## Problem requirements
Whenever the string "tracing" turns up in a line below, that line should be copied.

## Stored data
• • • •

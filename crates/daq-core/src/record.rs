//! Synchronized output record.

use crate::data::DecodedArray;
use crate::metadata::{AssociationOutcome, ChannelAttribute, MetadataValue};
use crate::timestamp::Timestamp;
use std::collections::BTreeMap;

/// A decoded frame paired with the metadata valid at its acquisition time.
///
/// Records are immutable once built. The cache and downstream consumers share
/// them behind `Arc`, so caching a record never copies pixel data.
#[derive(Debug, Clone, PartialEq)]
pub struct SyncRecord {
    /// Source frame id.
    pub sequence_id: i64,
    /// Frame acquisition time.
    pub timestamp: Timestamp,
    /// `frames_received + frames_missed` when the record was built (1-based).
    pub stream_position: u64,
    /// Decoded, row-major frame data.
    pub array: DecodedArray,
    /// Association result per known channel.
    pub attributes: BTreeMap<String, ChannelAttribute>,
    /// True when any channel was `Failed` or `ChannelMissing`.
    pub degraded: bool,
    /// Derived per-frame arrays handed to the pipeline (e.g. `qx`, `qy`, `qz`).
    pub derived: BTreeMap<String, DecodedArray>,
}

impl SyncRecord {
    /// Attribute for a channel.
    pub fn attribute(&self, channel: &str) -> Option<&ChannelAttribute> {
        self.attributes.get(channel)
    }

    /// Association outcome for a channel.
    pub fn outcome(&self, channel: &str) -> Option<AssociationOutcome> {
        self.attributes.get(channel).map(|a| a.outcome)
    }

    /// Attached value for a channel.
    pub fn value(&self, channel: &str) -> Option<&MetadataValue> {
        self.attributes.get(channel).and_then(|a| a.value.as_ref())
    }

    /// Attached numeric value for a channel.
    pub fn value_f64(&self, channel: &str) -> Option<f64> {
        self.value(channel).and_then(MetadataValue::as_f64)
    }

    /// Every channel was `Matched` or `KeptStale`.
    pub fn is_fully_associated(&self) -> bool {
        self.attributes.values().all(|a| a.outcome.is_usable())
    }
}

• • • •

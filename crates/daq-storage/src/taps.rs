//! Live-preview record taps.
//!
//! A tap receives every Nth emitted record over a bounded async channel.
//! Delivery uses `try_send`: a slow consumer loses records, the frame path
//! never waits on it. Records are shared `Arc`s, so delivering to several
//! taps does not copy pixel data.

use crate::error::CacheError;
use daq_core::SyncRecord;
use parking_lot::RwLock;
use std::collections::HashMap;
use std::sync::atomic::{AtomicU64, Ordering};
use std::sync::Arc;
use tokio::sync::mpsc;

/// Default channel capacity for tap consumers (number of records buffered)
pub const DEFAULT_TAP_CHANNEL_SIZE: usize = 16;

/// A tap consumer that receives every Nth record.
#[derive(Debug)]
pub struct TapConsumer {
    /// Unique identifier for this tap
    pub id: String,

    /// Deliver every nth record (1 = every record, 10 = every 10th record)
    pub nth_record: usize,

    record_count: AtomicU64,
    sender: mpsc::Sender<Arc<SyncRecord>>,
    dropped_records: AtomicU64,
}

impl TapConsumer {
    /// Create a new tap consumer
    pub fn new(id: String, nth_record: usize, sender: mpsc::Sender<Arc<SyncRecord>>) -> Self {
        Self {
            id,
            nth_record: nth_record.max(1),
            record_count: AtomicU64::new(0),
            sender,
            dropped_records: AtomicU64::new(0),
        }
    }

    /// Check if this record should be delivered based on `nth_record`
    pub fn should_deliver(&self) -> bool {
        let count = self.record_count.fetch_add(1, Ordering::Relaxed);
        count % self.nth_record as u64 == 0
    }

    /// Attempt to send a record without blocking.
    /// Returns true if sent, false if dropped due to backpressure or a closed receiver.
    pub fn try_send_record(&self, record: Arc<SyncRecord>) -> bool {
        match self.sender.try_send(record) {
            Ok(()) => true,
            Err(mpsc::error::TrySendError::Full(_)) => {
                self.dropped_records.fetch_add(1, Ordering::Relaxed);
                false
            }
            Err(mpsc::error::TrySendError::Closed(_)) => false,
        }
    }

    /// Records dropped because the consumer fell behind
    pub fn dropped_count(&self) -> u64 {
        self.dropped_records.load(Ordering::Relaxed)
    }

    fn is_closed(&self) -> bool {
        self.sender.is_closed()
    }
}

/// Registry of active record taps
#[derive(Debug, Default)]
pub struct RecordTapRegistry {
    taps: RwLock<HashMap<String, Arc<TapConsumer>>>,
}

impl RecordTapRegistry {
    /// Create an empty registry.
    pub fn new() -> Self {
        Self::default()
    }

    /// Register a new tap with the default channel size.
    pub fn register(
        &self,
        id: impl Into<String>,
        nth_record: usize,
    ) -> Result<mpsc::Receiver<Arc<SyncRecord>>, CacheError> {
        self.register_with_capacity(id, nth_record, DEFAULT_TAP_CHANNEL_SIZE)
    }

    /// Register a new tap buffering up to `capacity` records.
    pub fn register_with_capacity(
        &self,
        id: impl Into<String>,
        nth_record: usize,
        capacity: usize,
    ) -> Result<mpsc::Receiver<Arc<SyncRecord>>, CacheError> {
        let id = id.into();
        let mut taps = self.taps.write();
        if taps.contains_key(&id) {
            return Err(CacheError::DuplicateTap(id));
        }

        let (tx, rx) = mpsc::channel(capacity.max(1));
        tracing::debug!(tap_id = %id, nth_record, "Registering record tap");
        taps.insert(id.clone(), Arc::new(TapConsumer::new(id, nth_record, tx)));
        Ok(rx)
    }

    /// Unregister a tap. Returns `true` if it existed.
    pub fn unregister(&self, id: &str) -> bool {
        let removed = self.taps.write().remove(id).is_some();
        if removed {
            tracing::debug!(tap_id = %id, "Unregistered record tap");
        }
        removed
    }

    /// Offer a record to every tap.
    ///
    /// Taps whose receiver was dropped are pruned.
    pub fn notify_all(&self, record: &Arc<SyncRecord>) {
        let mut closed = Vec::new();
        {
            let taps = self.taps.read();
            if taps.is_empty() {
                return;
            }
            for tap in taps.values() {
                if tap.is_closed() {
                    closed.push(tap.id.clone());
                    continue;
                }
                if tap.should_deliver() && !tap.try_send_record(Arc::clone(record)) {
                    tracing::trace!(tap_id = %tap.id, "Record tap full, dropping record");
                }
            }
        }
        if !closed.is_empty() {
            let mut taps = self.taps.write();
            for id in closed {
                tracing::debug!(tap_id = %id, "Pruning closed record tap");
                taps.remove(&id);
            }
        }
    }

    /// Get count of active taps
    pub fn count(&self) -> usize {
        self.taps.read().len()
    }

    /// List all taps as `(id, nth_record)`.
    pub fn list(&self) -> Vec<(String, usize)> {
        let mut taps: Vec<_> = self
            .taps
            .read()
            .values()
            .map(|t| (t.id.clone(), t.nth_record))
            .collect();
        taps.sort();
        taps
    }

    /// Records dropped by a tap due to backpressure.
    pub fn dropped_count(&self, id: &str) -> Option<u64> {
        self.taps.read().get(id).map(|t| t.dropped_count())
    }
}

• • • •

## Problem solution
        tracing::debug!(tap_id = %id, nth_record, "Registering record tap");
            tracing::debug!(tap_id = %id, "Unregistered record tap");
                    tracing::trace!(tap_id = %tap.id, "Record tap full, dropping record");
                tracing::debug!(tap_id = %id, "Pruning closed record tap");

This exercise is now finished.